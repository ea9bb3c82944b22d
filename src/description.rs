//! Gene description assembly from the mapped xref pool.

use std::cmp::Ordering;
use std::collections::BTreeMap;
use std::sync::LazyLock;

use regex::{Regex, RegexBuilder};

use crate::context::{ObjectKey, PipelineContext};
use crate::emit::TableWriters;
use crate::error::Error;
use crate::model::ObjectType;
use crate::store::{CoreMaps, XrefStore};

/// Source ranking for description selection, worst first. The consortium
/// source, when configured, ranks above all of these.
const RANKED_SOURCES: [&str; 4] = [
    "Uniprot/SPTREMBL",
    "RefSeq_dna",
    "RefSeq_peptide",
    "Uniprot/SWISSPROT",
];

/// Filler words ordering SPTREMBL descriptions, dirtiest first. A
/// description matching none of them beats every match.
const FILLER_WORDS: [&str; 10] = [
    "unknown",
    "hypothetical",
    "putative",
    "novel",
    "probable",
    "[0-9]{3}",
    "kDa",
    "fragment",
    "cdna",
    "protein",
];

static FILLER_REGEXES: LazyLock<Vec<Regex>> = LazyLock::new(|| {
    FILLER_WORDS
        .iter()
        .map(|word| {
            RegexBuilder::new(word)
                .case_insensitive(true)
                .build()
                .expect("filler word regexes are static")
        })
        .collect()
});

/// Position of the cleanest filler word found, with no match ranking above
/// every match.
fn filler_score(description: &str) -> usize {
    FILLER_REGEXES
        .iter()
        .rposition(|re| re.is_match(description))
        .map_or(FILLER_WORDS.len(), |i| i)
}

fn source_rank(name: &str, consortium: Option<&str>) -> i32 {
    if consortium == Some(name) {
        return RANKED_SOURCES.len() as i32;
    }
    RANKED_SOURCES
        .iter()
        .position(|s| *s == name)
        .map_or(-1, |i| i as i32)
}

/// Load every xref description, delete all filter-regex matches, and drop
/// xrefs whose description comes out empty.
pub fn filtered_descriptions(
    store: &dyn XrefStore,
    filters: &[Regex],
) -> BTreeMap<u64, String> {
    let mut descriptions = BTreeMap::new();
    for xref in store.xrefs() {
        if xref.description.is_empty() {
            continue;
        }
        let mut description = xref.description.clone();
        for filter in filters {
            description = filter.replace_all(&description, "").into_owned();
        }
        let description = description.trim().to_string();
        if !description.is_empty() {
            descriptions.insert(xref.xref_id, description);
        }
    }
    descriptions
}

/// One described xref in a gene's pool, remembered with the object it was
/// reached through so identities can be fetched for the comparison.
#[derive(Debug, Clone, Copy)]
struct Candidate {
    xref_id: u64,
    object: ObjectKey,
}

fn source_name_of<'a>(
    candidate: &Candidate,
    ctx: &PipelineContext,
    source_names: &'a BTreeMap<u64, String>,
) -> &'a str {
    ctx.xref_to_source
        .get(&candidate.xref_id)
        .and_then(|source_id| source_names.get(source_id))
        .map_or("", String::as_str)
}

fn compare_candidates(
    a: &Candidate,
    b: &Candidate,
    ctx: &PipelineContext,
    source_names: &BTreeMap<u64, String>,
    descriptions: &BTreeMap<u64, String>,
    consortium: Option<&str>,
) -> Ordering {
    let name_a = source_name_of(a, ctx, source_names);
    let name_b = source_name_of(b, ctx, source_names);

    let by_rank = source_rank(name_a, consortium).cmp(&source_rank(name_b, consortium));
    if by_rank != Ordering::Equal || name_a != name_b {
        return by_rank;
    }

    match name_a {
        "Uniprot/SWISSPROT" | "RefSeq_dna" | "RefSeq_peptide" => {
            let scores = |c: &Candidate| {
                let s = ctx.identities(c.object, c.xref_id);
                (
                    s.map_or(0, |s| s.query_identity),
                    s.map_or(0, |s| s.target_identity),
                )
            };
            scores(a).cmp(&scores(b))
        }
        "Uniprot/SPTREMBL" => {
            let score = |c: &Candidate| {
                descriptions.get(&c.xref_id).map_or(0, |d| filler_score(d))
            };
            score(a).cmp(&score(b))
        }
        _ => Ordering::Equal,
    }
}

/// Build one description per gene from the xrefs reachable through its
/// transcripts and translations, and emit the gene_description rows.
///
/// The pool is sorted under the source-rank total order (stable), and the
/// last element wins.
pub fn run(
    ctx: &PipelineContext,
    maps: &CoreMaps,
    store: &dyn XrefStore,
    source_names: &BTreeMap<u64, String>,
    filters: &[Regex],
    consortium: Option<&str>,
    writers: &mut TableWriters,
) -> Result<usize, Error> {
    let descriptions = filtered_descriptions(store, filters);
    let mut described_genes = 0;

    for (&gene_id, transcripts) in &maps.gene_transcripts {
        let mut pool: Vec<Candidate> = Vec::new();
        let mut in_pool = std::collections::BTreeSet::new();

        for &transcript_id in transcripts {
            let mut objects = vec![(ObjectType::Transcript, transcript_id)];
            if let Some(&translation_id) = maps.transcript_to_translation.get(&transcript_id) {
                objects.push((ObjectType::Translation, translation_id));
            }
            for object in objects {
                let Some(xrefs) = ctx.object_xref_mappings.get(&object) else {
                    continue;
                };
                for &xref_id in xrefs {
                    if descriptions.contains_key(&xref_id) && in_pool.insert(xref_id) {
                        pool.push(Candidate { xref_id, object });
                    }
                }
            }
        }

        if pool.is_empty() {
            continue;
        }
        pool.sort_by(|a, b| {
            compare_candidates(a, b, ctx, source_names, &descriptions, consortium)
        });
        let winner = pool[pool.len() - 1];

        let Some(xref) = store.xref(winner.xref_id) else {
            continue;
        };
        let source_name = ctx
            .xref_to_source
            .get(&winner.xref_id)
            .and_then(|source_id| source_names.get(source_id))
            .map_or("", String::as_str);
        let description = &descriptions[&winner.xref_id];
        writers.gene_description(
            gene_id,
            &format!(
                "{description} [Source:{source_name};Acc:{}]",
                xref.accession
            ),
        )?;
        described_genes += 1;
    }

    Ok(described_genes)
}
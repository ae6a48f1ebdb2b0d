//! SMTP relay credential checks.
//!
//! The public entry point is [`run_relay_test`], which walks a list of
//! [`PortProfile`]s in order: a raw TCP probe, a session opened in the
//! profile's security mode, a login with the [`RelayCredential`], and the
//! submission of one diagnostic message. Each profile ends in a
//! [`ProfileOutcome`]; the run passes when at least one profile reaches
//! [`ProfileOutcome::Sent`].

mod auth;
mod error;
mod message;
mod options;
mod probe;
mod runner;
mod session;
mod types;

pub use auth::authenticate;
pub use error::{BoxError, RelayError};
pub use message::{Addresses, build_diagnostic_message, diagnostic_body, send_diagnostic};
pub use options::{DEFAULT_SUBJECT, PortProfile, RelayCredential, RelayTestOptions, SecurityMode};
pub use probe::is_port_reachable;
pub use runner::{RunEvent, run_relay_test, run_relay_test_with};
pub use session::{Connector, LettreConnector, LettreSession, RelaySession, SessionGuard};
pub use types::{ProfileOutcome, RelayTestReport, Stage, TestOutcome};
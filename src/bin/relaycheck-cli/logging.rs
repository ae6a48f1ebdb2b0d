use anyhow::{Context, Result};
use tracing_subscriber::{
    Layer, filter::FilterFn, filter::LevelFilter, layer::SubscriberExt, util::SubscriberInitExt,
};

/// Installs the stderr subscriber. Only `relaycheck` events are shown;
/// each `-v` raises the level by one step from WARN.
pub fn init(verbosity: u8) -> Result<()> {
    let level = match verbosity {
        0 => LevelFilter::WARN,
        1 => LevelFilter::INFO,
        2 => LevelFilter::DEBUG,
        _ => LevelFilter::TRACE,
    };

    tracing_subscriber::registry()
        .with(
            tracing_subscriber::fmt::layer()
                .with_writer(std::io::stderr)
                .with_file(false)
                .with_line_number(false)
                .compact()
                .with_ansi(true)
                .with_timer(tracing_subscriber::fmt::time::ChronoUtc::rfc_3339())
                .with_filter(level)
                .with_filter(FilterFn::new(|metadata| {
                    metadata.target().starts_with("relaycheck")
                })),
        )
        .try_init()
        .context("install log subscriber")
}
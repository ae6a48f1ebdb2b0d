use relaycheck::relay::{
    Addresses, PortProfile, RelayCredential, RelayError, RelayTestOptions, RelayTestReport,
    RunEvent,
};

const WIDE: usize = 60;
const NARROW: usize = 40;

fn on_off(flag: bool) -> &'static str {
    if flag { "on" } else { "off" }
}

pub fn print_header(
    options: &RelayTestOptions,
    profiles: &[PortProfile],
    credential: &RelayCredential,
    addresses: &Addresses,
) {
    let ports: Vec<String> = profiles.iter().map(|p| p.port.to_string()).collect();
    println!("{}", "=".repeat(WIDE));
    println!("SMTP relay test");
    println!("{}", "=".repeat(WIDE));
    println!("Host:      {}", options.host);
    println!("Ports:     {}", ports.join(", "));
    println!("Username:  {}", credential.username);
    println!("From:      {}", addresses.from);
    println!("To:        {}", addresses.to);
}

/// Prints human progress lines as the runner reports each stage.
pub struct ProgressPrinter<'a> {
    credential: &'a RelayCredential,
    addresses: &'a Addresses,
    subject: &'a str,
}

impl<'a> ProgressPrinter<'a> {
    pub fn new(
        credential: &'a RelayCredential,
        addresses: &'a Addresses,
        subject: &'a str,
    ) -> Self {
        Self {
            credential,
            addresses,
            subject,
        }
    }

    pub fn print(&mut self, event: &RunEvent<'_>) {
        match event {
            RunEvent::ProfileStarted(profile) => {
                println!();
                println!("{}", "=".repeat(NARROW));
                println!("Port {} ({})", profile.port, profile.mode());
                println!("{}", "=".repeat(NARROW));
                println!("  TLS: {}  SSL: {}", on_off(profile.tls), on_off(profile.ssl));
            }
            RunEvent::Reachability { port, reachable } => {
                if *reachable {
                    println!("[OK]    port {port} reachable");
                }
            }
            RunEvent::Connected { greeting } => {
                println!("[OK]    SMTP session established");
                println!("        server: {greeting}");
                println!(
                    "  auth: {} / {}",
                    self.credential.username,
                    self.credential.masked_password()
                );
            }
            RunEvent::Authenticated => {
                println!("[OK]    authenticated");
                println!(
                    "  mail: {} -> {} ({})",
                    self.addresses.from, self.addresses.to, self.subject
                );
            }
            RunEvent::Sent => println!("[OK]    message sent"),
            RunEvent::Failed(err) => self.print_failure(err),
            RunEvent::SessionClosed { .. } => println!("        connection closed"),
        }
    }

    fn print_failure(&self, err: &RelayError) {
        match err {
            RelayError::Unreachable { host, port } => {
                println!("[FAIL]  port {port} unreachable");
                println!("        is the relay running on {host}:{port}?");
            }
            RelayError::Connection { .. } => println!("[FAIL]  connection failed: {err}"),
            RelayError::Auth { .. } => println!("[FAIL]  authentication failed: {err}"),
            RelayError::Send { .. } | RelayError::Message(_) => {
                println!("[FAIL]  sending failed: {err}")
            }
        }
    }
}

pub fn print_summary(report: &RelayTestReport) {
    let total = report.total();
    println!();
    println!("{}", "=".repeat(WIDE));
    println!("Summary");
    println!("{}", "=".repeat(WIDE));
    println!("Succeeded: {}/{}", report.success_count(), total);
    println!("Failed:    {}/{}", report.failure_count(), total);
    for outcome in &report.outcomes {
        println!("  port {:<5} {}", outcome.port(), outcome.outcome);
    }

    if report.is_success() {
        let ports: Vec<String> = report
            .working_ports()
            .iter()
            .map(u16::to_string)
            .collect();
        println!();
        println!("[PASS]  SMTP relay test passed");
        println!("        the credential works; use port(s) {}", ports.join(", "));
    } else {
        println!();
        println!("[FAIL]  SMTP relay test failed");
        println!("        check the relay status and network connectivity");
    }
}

**WHAT IS REQUIRED**.
Once the line containing "all of these." has been written out, please stop; every line before it, back to the first line of the records above, should be given exactly.

**REPLY**.
repository ea9bb3c82944b22d
filename src/description.rs
//! Gene description assembly from the mapped xref pool.

use std::cmp::Ordering;
use std::collections::BTreeMap;
use std::sync::LazyLock;

use regex::{Regex, RegexBuilder};

use crate::context::{ObjectKey, PipelineContext};
use crate::emit::TableWriters;
use crate::error::Error;
use crate::model::ObjectType;
use crate::store::{CoreMaps, XrefStore};

/// Source ranking for description selection, worst first. The consortium
/// source, when configured, ranks above all of these.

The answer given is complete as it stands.